Have you ever heard the phrase, ‘enquiring minds want to know?’ That’s ME. I am a ‘Transplanted Canadian’ who grew up in the West Indies and immigrated to Canada many moons ago. I taught Canadian History to homeschoolers but some of the information did not make complete sense. For example, the Quebec question still baffles me, the Native issue is convoluted and complicated, and more recently, writing about the War of 1812 showed me how much I did not know what I did not know.
I have now come to think that discovering Canadian History is like doing a puzzle. I learn about Canada’s history in abstract terms. Then, if and when I visit historic sites and take hundreds of photos, light bulbs go on in my head as bits and pieces of ‘theory’ come to life. THIS is what happened to me when I eventually got around to examining the information in the photos I have collected about the War of 1812.
Sir Isaac Brock
Isaac Brock was a soldier and a statesman who gave his life to ensure the survival of the Canadas (Upper Canada and Lower Canada) when those in the Legislative Assembly failed to see the real danger of being absorbed into the American republic.

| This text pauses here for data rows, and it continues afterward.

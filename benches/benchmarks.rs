//! Performance benchmarks for Briefwright.
//!
//! This module contains benchmarks for:
//! - Answer validation per field kind
//! - Question planning over partially filled briefs
//! - Markdown brief parsing
//!
//! Run with: `cargo bench`

use criterion::{black_box, criterion_group, criterion_main, BenchmarkId, Criterion, Throughput};
use briefwright::brief::{field, parse_brief, render_template, validate, BriefDocument, FieldValue, RawValue, FIELDS};
use briefwright::session::planner;

// ============================================================================
// Fixtures
// ============================================================================

mod fixtures {
    use super::*;

    /// Fill the template with a plausible answer for every field.
    pub fn filled_brief() -> String {
        let mut md = render_template();
        for entry in FIELDS.iter() {
            let answer = match entry.key {
                "num_developers" => "3",
                "targetPlatform" => "web",
                "theme" => "dark",
                "coreFeatures" | "apiIntegrations" | "exclusions" | "comparableApps" => {
                    "- first item\n- second item\n- third item"
                }
                _ => "A reasonably detailed answer for this field",
            };
            let start = md.find(&format!("### {}", entry.label)).unwrap();
            let answer_at = start + md[start..].find("**Answer:**").unwrap();
            let line_end = answer_at + md[answer_at..].find('\n').unwrap();
            md = format!("{}**Answer:** {answer}{}", &md[..answer_at], &md[line_end..]);
        }
        md
    }

    /// A brief with the first `n` fields answered.
    pub fn partial_brief(n: usize) -> BriefDocument {
        let mut brief = BriefDocument::new();
        for entry in FIELDS.iter().take(n) {
            brief.insert(entry.key, FieldValue::Text("answered".to_string()));
        }
        brief
    }
}

// ============================================================================
// Validation Benchmarks
// ============================================================================

fn bench_validation(c: &mut Criterion) {
    let mut group = c.benchmark_group("validate");

    let cases = [
        ("short_text", "appName", RawValue::from("Acme Invoicing")),
        ("long_text", "problemSolved", RawValue::from("x".repeat(3000))),
        ("string_list", "coreFeatures", RawValue::from("a, b; c\n- d\n* e, A, B")),
        ("number", "num_developers", RawValue::from("12")),
        ("enum", "targetPlatform", RawValue::from("Cross-Platform")),
    ];

    for (name, key, raw) in cases {
        let Some(entry) = field(key) else { continue };
        group.bench_with_input(BenchmarkId::from_parameter(name), &raw, |b, raw| {
            b.iter(|| validate(black_box(entry), black_box(raw)));
        });
    }

    group.finish();
}

// ============================================================================
// Planner Benchmarks
// ============================================================================

fn bench_planner(c: &mut Criterion) {
    let mut group = c.benchmark_group("planner");

    for answered in [0, 8, 16] {
        let brief = fixtures::partial_brief(answered);
        group.bench_with_input(BenchmarkId::new("next", answered), &brief, |b, brief| {
            b.iter(|| planner::next(black_box(brief)));
        });
        group.bench_with_input(BenchmarkId::new("remaining", answered), &brief, |b, brief| {
            b.iter(|| planner::remaining(black_box(brief)));
        });
    }

    group.finish();
}

// ============================================================================
// Parser Benchmarks
// ============================================================================

fn bench_parse_brief(c: &mut Criterion) {
    let md = fixtures::filled_brief();

    let mut group = c.benchmark_group("parse_brief");
    group.throughput(Throughput::Bytes(md.len() as u64));
    group.bench_function("filled_template", |b| {
        b.iter(|| parse_brief(black_box(&md)));
    });
    group.finish();
}

criterion_group!(benches, bench_validation, bench_planner, bench_parse_brief);
criterion_main!(benches);
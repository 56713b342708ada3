//! Azure OpenAI API integration.
//!
//! Implements the GenerationProvider trait for Azure OpenAI deployments.
//! This is the fast/structured provider.

use async_trait::async_trait;
use reqwest::Client;
use serde::{Deserialize, Serialize};

use super::{GenerationProvider, PermanentKind, ProviderError};
use crate::core::AzureConfig;

const SYSTEM_PROMPT: &str = "You are an expert technical writer specializing in creating clear and concise functional requirements.";

/// Azure OpenAI API provider.
pub struct AzureOpenAIProvider {
    client: Client,
    endpoint: String,
    api_key: String,
    deployment: String,
    api_version: String,
    max_tokens: u32,
}

impl AzureOpenAIProvider {
    /// Create a new Azure OpenAI provider from config and environment variables.
    ///
    /// Environment variables take precedence over config values:
    /// - AZURE_OPENAI_API_KEY (required)
    /// - AZURE_OPENAI_ENDPOINT
    /// - AZURE_OPENAI_DEPLOYMENT_NAME
    /// - AZURE_OPENAI_API_VERSION
    pub fn new(config: &AzureConfig) -> anyhow::Result<Self> {
        let api_key = std::env::var("AZURE_OPENAI_API_KEY")
            .map_err(|_| anyhow::anyhow!("AZURE_OPENAI_API_KEY not set"))?;
        let endpoint = std::env::var("AZURE_OPENAI_ENDPOINT")
            .ok()
            .or_else(|| config.endpoint.clone())
            .ok_or_else(|| anyhow::anyhow!("AZURE_OPENAI_ENDPOINT not set"))?;
        let deployment =
            std::env::var("AZURE_OPENAI_DEPLOYMENT_NAME").unwrap_or_else(|_| config.deployment.clone());
        let api_version =
            std::env::var("AZURE_OPENAI_API_VERSION").unwrap_or_else(|_| config.api_version.clone());

        Ok(Self::from_config(endpoint, api_key, deployment)
            .with_api_version(api_version)
            .with_max_tokens(config.max_tokens))
    }

    /// Create from explicit config values.
    pub fn from_config(
        endpoint: impl Into<String>,
        api_key: impl Into<String>,
        deployment: impl Into<String>,
    ) -> Self {
        Self {
            client: Client::new(),
            endpoint: endpoint.into(),
            api_key: api_key.into(),
            deployment: deployment.into(),
            api_version: "2024-02-15-preview".to_string(),
            max_tokens: 2000,
        }
    }

    /// Set the API version.
    pub fn with_api_version(mut self, version: impl Into<String>) -> Self {
        self.api_version = version.into();
        self
    }

    /// Set the completion token limit.
    pub fn with_max_tokens(mut self, max_tokens: u32) -> Self {
        self.max_tokens = max_tokens;
        self
    }

    fn url(&self) -> String {
        // {endpoint}/openai/deployments/{deployment}/chat/completions?api-version={api_version}
        format!(
            "{}/openai/deployments/{}/chat/completions?api-version={}",
            self.endpoint.trim_end_matches('/'),
            self.deployment,
            self.api_version
        )
    }
}

#[async_trait]
impl GenerationProvider for AzureOpenAIProvider {
    async fn generate(&self, prompt: &str) -> Result<String, ProviderError> {
        let request = AzureOpenAIRequest {
            messages: vec![
                ChatMessage { role: "system".to_string(), content: SYSTEM_PROMPT.to_string() },
                ChatMessage { role: "user".to_string(), content: prompt.to_string() },
            ],
            max_tokens: Some(self.max_tokens),
            temperature: Some(0.7),
        };

        let response = self
            .client
            .post(self.url())
            .header("api-key", &self.api_key) // Azure uses api-key header, not Bearer
            .header("Content-Type", "application/json")
            .json(&request)
            .send()
            .await
            .map_err(|e| ProviderError::from_reqwest(&e))?;

        if !response.status().is_success() {
            let status = response.status();
            let body = response.text().await.unwrap_or_default();
            return Err(ProviderError::from_status(status, &body));
        }

        let response: AzureOpenAIResponse =
            response.json().await.map_err(|e| ProviderError::from_reqwest(&e))?;

        response
            .choices
            .first()
            .map(|c| c.message.content.trim().to_string())
            .filter(|text| !text.is_empty())
            .ok_or_else(|| ProviderError::permanent(PermanentKind::Other, "No response from Azure OpenAI"))
    }

    fn name(&self) -> &str {
        "azure"
    }
}

// Request/Response types

#[derive(Debug, Serialize)]
struct AzureOpenAIRequest {
    messages: Vec<ChatMessage>,
    #[serde(skip_serializing_if = "Option::is_none")]
    max_tokens: Option<u32>,
    #[serde(skip_serializing_if = "Option::is_none")]
    temperature: Option<f32>,
}

#[derive(Debug, Serialize, Deserialize)]
struct ChatMessage {
    role: String,
    content: String,
}

#[derive(Debug, Deserialize)]
struct AzureOpenAIResponse {
    choices: Vec<Choice>,
}

#[derive(Debug, Deserialize)]
struct Choice {
    message: ChatMessage,
}

#[cfg(test)]
mod tests {
    use super::*;

    #[test]
    fn test_azure_provider_from_config() {
        let provider = AzureOpenAIProvider::from_config(
            "https://my-resource.openai.azure.com/",
            "test-key",
            "gpt-4o-mini",
        );
        assert_eq!(provider.deployment, "gpt-4o-mini");
        assert_eq!(
            provider.url(),
            "https://my-resource.openai.azure.com/openai/deployments/gpt-4o-mini/chat/completions?api-version=2024-02-15-preview"
        );
    }

    #[test]
    fn test_azure_provider_with_api_version() {
        let provider = AzureOpenAIProvider::from_config(
            "https://my-resource.openai.azure.com",
            "test-key",
            "gpt-4",
        )
        .with_api_version("2024-06-01")
        .with_max_tokens(512);
        assert_eq!(provider.api_version, "2024-06-01");
        assert_eq!(provider.max_tokens, 512);
        assert_eq!(provider.name(), "azure");
    }

    #[test]
    #[serial_test::serial]
    fn test_azure_provider_requires_key() {
        std::env::remove_var("AZURE_OPENAI_API_KEY");
        let result = AzureOpenAIProvider::new(&AzureConfig::default());
        assert!(result.is_err());
    }

    #[test]
    fn test_response_parsing() {
        let json = r#"{"choices":[{"message":{"role":"assistant","content":"  FR list  "}}]}"#;
        let response: AzureOpenAIResponse = serde_json::from_str(json).unwrap();
        assert_eq!(response.choices[0].message.content.trim(), "FR list");
    }
}
//! Project brief model.
//!
//! A brief is the structured description of a project that drives every
//! generation run. It can be collected turn by turn through a
//! [`Session`](crate::session::Session) or parsed in one pass from a filled
//! markdown template.
//!
//! ## Pieces
//!
//! - [`FIELDS`] - the static, ordered field schema (3 required, 14 optional)
//! - [`BriefDocument`] - the typed record of collected values
//! - [`validate`] - per-field answer validation
//! - [`render_template`] / [`parse_brief`] - the markdown round trip

mod document;
mod parser;
mod schema;
mod template;
mod validator;

pub use document::{BriefDocument, FieldValue};
pub use parser::{parse_brief, BriefError};
pub use schema::{
    field, optional_fields, required_fields, FieldKind, FieldSchema, FIELDS, LONG_TEXT_MAX,
    SHORT_TEXT_MAX,
};
pub use template::{render_template, OPTIONAL_PLACEHOLDER};
pub use validator::{coerce_raw, normalize_list, validate, RawValue, Validation, VALUE_REQUIRED};
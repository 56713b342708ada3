//! CLI Integration Tests
//!
//! Tests the command-line interface end-to-end. Nothing here reaches a
//! provider: every run either stops before generation or lacks credentials.

use assert_cmd::Command;
use assert_fs::prelude::*;
use predicates::prelude::*;

/// Get the binary to test, isolated from the caller's config and keys.
fn briefwright(dir: &assert_fs::TempDir) -> Command {
    let mut cmd = Command::cargo_bin("briefwright").unwrap();
    cmd.current_dir(dir.path())
        .env("HOME", dir.path())
        .env("XDG_CONFIG_HOME", dir.path().join(".config"))
        .env_remove("AZURE_OPENAI_API_KEY")
        .env_remove("AZURE_OPENAI_ENDPOINT")
        .env_remove("ANTHROPIC_API_KEY")
        .env_remove("RUST_LOG");
    cmd
}

fn answer(template: &str, label: &str, value: &str) -> String {
    let header = format!("### {label}");
    let start = template.find(&header).unwrap();
    let answer_at = start + template[start..].find("**Answer:**").unwrap();
    let line_end = answer_at + template[answer_at..].find('\n').unwrap();
    format!("{}**Answer:** {value}{}", &template[..answer_at], &template[line_end..])
}

fn template(dir: &assert_fs::TempDir) -> String {
    let output = briefwright(dir).arg("template").output().unwrap();
    String::from_utf8(output.stdout).unwrap()
}

// ============================================================================
// Help & Version Tests
// ============================================================================

#[test]
fn test_help_flag() {
    let dir = assert_fs::TempDir::new().unwrap();
    briefwright(&dir)
        .arg("--help")
        .assert()
        .success()
        .stdout(predicate::str::contains("project brief"))
        .stdout(predicate::str::contains("generate"))
        .stdout(predicate::str::contains("collect"));
}

#[test]
fn test_version_flag() {
    let dir = assert_fs::TempDir::new().unwrap();
    briefwright(&dir)
        .arg("--version")
        .assert()
        .success()
        .stdout(predicate::str::contains(env!("CARGO_PKG_VERSION")));
}

#[test]
fn test_missing_subcommand_fails() {
    let dir = assert_fs::TempDir::new().unwrap();
    briefwright(&dir).assert().failure().stderr(predicate::str::contains("Usage:"));
}

// ============================================================================
// Template Tests
// ============================================================================

#[test]
fn test_template_output() {
    let dir = assert_fs::TempDir::new().unwrap();
    briefwright(&dir)
        .arg("template")
        .assert()
        .success()
        .stdout(predicate::str::contains("## Required Information"))
        .stdout(predicate::str::contains("### App Name *"))
        .stdout(predicate::str::contains("## Optional Information"))
        .stdout(predicate::str::contains("_(optional)_"));
}

// ============================================================================
// Generate Tests
// ============================================================================

#[test]
fn test_generate_missing_file() {
    let dir = assert_fs::TempDir::new().unwrap();
    briefwright(&dir)
        .args(["generate", "nope.md"])
        .assert()
        .failure()
        .stderr(predicate::str::contains("Failed to read brief"));
}

#[test]
fn test_generate_reports_missing_required_fields() {
    let dir = assert_fs::TempDir::new().unwrap();
    let md = answer(&template(&dir), "App Name", "Acme");
    let brief = dir.child("brief.md");
    brief.write_str(&md).unwrap();

    briefwright(&dir)
        .args(["generate", "brief.md"])
        .assert()
        .failure()
        .stderr(predicate::str::contains("Missing required fields"))
        .stderr(predicate::str::contains("problemSolved"))
        .stderr(predicate::str::contains("coreFeatures"));
}

#[test]
fn test_generate_without_credentials() {
    let dir = assert_fs::TempDir::new().unwrap();
    let md = template(&dir);
    let md = answer(&md, "App Name", "Acme");
    let md = answer(&md, "Problem Solved", "tracks invoices");
    let md = answer(&md, "Core Features", "invoicing, reporting");
    dir.child("brief.md").write_str(&md).unwrap();

    briefwright(&dir)
        .args(["generate", "brief.md", "--output", "out.json"])
        .assert()
        .failure()
        .stderr(predicate::str::contains("AZURE_OPENAI_API_KEY"));

    dir.child("out.json").assert(predicate::path::missing());
}

#[test]
fn test_generate_help_lists_cursor_rules() {
    let dir = assert_fs::TempDir::new().unwrap();
    briefwright(&dir)
        .args(["generate", "--help"])
        .assert()
        .success()
        .stdout(predicate::str::contains("--cursor-rules"))
        .stdout(predicate::str::contains(".cursorrules"));
}

#[test]
fn test_generate_cursor_rules_without_credentials() {
    let dir = assert_fs::TempDir::new().unwrap();
    let md = template(&dir);
    let md = answer(&md, "App Name", "Acme");
    let md = answer(&md, "Problem Solved", "tracks invoices");
    let md = answer(&md, "Core Features", "invoicing, reporting");
    dir.child("brief.md").write_str(&md).unwrap();

    briefwright(&dir)
        .args(["generate", "brief.md", "--cursor-rules", ".cursorrules"])
        .assert()
        .failure()
        .stderr(predicate::str::contains("AZURE_OPENAI_API_KEY"));

    dir.child(".cursorrules").assert(predicate::path::missing());
}

#[test]
fn test_collect_without_credentials() {
    let dir = assert_fs::TempDir::new().unwrap();
    briefwright(&dir)
        .arg("collect")
        .write_stdin("/quit\n")
        .assert()
        .failure()
        .stderr(predicate::str::contains("not set"));
}

// ============================================================================
// Config Tests
// ============================================================================

#[test]
fn test_config_shows_defaults() {
    let dir = assert_fs::TempDir::new().unwrap();
    briefwright(&dir)
        .arg("config")
        .assert()
        .success()
        .stdout(predicate::str::contains("[session]"))
        .stdout(predicate::str::contains("max_retries = 3"))
        .stdout(predicate::str::contains("[orchestrator]"))
        .stdout(predicate::str::contains("cursor_rules = false"));
}

#[test]
fn test_config_reads_local_file() {
    let dir = assert_fs::TempDir::new().unwrap();
    dir.child(".briefwright.toml").write_str("[orchestrator]\nattempts = 4\n").unwrap();

    briefwright(&dir)
        .arg("config")
        .assert()
        .success()
        .stdout(predicate::str::contains("attempts = 4"));
}

#[test]
fn test_config_path() {
    let dir = assert_fs::TempDir::new().unwrap();
    briefwright(&dir)
        .args(["config", "--path"])
        .assert()
        .success()
        .stdout(predicate::str::contains("briefwright"));
}

// ============================================================================
// Completions Tests
// ============================================================================

#[test]
fn test_completions_bash() {
    let dir = assert_fs::TempDir::new().unwrap();
    briefwright(&dir)
        .args(["completions", "bash"])
        .assert()
        .success()
        .stdout(predicate::str::contains("briefwright"));
}
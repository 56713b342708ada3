//! Process-wide session registry.
//!
//! The map lock is held only to look up, insert or remove entries. Each
//! session has its own mutex, held for the synchronous part of a turn and
//! released before generation starts.

use std::collections::HashMap;
use std::sync::{Arc, Weak};
use std::time::{Duration, Instant};

use parking_lot::{Mutex, RwLock};
use tokio::task::JoinHandle;
use tracing::{debug, info};
use uuid::Uuid;

use super::machine::{Session, SessionSnapshot, Step};
use super::{SessionError, SessionId, SessionResult};
use crate::brief::RawValue;
use crate::core::SessionConfig;
use crate::workflow::WorkflowOrchestrator;

type SharedSession = Arc<Mutex<Session>>;

/// Registry of live sessions.
pub struct SessionRegistry {
    sessions: RwLock<HashMap<SessionId, SharedSession>>,
    orchestrator: Arc<WorkflowOrchestrator>,
    config: SessionConfig,
}

impl SessionRegistry {
    /// Create an empty registry.
    pub fn new(orchestrator: Arc<WorkflowOrchestrator>, config: SessionConfig) -> Self {
        Self { sessions: RwLock::new(HashMap::new()), orchestrator, config }
    }

    /// Start a new session.
    pub fn create_session(&self) -> SessionId {
        let id = Uuid::new_v4();
        let session = Session::new(id, &self.config);
        self.sessions.write().insert(id, Arc::new(Mutex::new(session)));

        info!(session_id = %id, "Session created");
        id
    }

    /// Answer the pending question.
    ///
    /// When the answer completes the brief (and no confirmation is
    /// configured) generation runs before this returns.
    pub async fn submit_answer(
        &self,
        id: SessionId,
        field_key: &str,
        raw: impl Into<RawValue>,
    ) -> Result<SessionResult, SessionError> {
        let raw = raw.into();
        let step = self.with_session(id, |session| session.submit(field_key, &raw))?;
        self.finish(id, step).await
    }

    /// Skip the pending optional field.
    pub async fn skip_field(
        &self,
        id: SessionId,
        field_key: &str,
    ) -> Result<SessionResult, SessionError> {
        let step = self.with_session(id, |session| session.skip(field_key))?;
        self.finish(id, step).await
    }

    /// Skip every remaining optional field.
    pub async fn skip_optional(&self, id: SessionId) -> Result<SessionResult, SessionError> {
        let step = self.with_session(id, Session::skip_optional)?;
        self.finish(id, step).await
    }

    /// Start generation for a session awaiting confirmation.
    pub async fn confirm(&self, id: SessionId) -> Result<SessionResult, SessionError> {
        let brief = self.with_session(id, Session::confirm)?;
        self.finish(id, Step::Generate(brief)).await
    }

    /// Snapshot of a session's state.
    pub fn get_state(&self, id: SessionId) -> Result<SessionSnapshot, SessionError> {
        let session = self.lookup(id)?;
        let mut session = session.lock();
        if session.is_expired(Instant::now(), self.config.idle_timeout()) {
            session.abandon();
            drop(session);
            self.evict(id);
            return Err(SessionError::InvalidSession(id));
        }
        Ok(session.snapshot())
    }

    /// Close and remove a session.
    pub fn close_session(&self, id: SessionId) -> Result<(), SessionError> {
        let session = self.sessions.write().remove(&id).ok_or(SessionError::InvalidSession(id))?;
        session.lock().abandon();

        info!(session_id = %id, "Session closed");
        Ok(())
    }

    /// Remove sessions idle for longer than the configured timeout.
    ///
    /// Returns the number of sessions removed.
    pub fn purge_expired(&self) -> usize {
        let now = Instant::now();
        let idle_timeout = self.config.idle_timeout();

        let mut sessions = self.sessions.write();
        let before = sessions.len();
        sessions.retain(|id, session| {
            let mut session = session.lock();
            if session.is_expired(now, idle_timeout) {
                debug!(session_id = %id, "Session expired");
                session.abandon();
                false
            } else {
                true
            }
        });

        let purged = before - sessions.len();
        if purged > 0 {
            info!(purged, "Purged idle sessions");
        }
        purged
    }

    /// Purge expired sessions every `period` until the registry is dropped.
    pub fn spawn_reaper(self: &Arc<Self>, period: Duration) -> JoinHandle<()> {
        let registry: Weak<Self> = Arc::downgrade(self);

        tokio::spawn(async move {
            let mut ticker = tokio::time::interval(period);
            ticker.tick().await;
            loop {
                ticker.tick().await;
                match registry.upgrade() {
                    Some(registry) => {
                        registry.purge_expired();
                    }
                    None => break,
                }
            }
        })
    }

    /// Number of live sessions.
    pub fn len(&self) -> usize {
        self.sessions.read().len()
    }

    /// Whether there are no live sessions.
    pub fn is_empty(&self) -> bool {
        self.sessions.read().is_empty()
    }

    fn lookup(&self, id: SessionId) -> Result<SharedSession, SessionError> {
        self.sessions.read().get(&id).cloned().ok_or(SessionError::InvalidSession(id))
    }

    /// Drop an expired session found on lookup. Must not be called with a
    /// session lock held.
    fn evict(&self, id: SessionId) {
        if self.sessions.write().remove(&id).is_some() {
            debug!(session_id = %id, "Session expired");
        }
    }

    /// Run a synchronous transition under the session lock.
    fn with_session<T>(
        &self,
        id: SessionId,
        transition: impl FnOnce(&mut Session) -> Result<T, SessionError>,
    ) -> Result<T, SessionError> {
        let session = self.lookup(id)?;
        let mut session = session.lock();

        if session.is_expired(Instant::now(), self.config.idle_timeout()) {
            session.abandon();
            drop(session);
            self.evict(id);
            return Err(SessionError::InvalidSession(id));
        }

        let result = transition(&mut session);
        session.touch();
        result
    }

    /// Complete a turn, generating if the session finished.
    async fn finish(&self, id: SessionId, step: Step) -> Result<SessionResult, SessionError> {
        let brief = match step {
            Step::Reply(result) => return Ok(result),
            Step::Generate(brief) => brief,
        };

        info!(session_id = %id, fields = brief.len(), "Brief complete, generating");
        match self.orchestrator.run(&brief).await {
            Ok(bundle) => Ok(SessionResult::Complete(Box::new(bundle))),
            Err(e) => {
                if let Ok(session) = self.lookup(id) {
                    session.lock().generation_failed();
                }
                Err(SessionError::Generation(e))
            }
        }
    }
}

His legacy deserves a much longer article. But consider this account written about the attitude of the citizens and Legislature of Upper Canada:
“He again met the Upper Canada legislature on 27 July, and again found it lukewarm; it was still unwilling to suspend habeas corpus. On the 29th he wrote to the adjutant general at headquarters in Montreal: “My situation is most critical, not from anything the enemy can do, but from the disposition of the people – the population, believe me is essentially bad – A full belief possesses them all that this Province must inevitably succumb – This prepossession is fatal to every exertion – Legislators, Magistrates, Militia Officers, all have imbibed the idea, and are so sluggish and indifferent in their respective offices that the artful and active scoundrel is allowed to parade the Country without interruption, and commit all imaginable mischief. . . .”. “What a change an additional regiment would make in this part of the province! Most of the people have lost all confidence – I however speak loud and look big. . . .”. (Dictionary of Canadian Biography)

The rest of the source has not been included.